### [Exercise brief]
Check each line of the data below for the word "foreign". How many lines have it? Answer with the number alone.
*** Opening of Material provided ***
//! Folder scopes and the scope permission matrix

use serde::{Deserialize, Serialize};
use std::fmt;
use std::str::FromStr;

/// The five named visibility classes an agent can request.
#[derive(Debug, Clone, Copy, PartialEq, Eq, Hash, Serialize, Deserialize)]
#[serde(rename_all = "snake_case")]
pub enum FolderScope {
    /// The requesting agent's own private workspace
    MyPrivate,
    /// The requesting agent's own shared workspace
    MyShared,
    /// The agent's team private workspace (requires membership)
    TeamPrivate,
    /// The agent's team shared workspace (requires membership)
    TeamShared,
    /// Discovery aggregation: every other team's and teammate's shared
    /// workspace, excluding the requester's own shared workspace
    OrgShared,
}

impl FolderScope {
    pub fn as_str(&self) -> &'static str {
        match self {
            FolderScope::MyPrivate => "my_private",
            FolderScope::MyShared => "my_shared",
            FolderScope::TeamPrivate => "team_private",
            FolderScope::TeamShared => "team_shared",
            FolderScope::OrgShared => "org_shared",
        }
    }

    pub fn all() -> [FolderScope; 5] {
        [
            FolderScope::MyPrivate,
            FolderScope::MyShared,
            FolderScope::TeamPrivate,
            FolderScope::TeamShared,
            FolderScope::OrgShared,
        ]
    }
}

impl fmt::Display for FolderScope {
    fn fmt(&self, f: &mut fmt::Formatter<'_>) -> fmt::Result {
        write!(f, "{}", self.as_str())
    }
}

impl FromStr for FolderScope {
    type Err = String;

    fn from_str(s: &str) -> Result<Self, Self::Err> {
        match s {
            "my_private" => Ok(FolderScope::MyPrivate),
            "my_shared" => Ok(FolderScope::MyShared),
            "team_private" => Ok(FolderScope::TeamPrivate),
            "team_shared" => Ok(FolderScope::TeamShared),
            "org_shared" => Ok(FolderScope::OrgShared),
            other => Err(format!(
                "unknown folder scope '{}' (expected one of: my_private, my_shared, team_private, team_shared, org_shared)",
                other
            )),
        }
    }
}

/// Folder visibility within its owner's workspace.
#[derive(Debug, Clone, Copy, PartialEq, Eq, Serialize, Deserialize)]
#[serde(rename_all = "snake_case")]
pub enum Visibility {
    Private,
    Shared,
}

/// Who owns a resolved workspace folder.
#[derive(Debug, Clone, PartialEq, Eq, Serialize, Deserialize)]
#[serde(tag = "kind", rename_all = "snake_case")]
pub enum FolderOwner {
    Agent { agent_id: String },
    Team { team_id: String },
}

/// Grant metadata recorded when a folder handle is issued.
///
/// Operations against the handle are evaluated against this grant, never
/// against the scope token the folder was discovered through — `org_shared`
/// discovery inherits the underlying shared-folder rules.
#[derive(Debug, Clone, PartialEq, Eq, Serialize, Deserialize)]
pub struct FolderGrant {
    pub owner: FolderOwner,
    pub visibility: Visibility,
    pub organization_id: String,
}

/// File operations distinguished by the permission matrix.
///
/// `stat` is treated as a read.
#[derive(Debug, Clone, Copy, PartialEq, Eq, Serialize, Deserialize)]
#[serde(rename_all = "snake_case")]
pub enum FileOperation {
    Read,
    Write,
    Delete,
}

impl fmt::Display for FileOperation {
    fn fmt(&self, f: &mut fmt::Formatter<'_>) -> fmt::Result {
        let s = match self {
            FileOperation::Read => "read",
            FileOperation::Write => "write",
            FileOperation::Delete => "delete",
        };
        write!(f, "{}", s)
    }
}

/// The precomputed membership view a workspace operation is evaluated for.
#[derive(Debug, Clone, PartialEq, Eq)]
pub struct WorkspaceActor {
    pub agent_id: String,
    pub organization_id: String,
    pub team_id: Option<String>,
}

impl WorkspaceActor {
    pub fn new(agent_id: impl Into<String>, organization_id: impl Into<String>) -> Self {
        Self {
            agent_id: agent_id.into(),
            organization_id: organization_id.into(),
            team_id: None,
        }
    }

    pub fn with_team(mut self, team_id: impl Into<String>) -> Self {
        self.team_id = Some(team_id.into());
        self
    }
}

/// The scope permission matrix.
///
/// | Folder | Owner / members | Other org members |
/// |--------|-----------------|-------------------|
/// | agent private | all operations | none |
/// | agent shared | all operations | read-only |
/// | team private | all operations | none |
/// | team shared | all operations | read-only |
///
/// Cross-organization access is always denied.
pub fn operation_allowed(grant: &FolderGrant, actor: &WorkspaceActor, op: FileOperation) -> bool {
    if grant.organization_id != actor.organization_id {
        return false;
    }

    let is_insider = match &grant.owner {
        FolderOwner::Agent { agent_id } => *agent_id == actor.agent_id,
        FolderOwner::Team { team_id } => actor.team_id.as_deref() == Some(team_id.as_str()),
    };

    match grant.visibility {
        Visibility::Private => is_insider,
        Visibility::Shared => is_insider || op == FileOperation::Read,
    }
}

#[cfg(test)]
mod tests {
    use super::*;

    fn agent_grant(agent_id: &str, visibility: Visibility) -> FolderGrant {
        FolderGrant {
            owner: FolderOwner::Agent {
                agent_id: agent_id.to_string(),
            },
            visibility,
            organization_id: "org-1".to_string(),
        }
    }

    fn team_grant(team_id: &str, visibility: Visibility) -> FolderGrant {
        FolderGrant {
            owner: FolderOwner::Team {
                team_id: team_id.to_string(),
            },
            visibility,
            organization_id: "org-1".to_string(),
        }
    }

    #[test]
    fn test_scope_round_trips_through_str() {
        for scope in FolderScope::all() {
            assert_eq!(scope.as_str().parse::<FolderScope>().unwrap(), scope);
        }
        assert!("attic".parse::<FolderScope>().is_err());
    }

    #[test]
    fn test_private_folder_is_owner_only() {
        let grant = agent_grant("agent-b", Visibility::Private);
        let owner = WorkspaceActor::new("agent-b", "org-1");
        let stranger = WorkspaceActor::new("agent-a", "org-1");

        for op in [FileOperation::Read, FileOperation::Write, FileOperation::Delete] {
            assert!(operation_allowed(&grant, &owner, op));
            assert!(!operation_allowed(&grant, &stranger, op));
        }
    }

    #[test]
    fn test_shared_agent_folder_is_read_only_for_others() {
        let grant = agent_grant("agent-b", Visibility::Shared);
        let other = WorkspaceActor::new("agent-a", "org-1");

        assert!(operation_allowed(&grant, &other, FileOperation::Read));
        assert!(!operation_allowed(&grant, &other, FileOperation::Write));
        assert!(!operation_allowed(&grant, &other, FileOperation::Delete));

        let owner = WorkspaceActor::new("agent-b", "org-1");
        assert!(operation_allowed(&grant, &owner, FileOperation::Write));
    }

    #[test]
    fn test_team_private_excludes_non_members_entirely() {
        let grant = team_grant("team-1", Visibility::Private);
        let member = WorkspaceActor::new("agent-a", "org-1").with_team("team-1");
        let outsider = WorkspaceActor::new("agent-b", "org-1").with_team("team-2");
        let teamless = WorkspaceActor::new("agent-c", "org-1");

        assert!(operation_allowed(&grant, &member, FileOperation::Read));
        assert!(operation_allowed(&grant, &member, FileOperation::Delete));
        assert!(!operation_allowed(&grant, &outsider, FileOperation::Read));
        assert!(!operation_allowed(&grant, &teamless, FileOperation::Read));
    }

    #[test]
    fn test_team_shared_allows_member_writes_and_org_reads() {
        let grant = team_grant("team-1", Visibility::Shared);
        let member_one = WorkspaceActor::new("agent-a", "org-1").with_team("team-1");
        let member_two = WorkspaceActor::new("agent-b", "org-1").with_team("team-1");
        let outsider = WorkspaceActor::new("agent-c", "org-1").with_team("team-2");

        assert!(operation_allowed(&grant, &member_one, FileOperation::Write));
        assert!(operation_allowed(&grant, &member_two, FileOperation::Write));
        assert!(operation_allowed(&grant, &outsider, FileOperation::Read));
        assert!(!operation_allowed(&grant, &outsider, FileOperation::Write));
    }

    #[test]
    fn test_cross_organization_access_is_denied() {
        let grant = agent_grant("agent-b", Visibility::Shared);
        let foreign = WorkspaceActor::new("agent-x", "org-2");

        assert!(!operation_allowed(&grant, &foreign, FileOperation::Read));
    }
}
*** Close of Material provided ***
*** Opening of Material provided ***
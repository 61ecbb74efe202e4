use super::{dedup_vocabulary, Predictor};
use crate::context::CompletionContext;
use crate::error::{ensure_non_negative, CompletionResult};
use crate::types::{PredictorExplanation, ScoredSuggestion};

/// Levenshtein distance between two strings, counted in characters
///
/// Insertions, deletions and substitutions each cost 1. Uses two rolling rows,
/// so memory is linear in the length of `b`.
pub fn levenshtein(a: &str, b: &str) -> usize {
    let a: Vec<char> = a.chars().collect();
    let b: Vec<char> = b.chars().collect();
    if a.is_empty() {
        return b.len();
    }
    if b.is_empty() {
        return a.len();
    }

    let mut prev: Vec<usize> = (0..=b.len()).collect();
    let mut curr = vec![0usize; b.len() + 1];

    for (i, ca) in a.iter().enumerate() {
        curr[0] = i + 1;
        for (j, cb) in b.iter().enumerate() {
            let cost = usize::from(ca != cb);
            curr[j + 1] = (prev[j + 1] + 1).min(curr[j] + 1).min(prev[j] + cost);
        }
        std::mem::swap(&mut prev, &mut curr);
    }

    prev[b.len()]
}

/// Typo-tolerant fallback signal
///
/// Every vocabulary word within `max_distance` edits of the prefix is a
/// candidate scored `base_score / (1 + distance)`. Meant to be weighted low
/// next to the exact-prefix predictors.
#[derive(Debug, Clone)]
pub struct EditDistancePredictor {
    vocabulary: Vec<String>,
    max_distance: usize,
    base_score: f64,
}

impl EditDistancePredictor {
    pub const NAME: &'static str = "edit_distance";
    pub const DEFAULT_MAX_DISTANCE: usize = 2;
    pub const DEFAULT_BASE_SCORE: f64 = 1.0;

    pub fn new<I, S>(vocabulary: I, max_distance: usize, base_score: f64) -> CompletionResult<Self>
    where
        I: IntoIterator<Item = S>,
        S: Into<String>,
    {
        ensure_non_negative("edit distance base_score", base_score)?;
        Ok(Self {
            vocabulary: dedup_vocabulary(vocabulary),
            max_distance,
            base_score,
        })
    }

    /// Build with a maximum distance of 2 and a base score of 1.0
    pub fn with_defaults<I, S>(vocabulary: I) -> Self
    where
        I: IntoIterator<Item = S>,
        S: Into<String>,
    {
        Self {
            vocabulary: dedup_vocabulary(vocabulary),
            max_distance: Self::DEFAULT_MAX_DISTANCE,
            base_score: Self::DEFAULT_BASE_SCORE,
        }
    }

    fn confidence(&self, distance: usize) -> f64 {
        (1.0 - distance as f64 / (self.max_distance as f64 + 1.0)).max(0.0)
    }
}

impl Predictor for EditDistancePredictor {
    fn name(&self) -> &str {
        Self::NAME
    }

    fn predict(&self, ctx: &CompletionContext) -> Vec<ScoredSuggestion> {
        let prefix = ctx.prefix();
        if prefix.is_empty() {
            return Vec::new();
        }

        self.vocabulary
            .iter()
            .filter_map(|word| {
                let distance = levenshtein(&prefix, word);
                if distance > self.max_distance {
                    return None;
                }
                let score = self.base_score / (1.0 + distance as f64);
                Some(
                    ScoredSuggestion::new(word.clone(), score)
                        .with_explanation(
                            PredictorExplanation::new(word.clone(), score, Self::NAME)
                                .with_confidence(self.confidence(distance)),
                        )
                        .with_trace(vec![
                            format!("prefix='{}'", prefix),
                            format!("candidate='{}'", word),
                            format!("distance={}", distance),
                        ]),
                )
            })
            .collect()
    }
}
*** Close of Material provided ***
*** Opening of Material provided ***
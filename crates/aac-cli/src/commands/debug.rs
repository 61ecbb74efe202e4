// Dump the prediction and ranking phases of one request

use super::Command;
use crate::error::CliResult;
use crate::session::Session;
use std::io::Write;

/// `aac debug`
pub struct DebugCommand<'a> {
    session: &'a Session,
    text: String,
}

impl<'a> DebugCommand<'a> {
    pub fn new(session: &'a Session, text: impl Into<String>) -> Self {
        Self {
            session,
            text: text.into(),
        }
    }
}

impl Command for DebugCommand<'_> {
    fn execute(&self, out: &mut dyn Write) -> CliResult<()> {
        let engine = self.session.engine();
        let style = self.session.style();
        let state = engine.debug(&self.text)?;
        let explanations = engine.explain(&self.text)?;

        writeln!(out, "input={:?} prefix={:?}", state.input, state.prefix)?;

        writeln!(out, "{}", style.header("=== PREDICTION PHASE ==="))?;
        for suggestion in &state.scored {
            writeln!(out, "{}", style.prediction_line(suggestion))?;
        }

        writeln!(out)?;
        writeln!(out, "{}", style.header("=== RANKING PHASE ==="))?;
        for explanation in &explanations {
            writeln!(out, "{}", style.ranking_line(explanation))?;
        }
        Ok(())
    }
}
*** Close of Material provided ***
### [Answer to this task]
2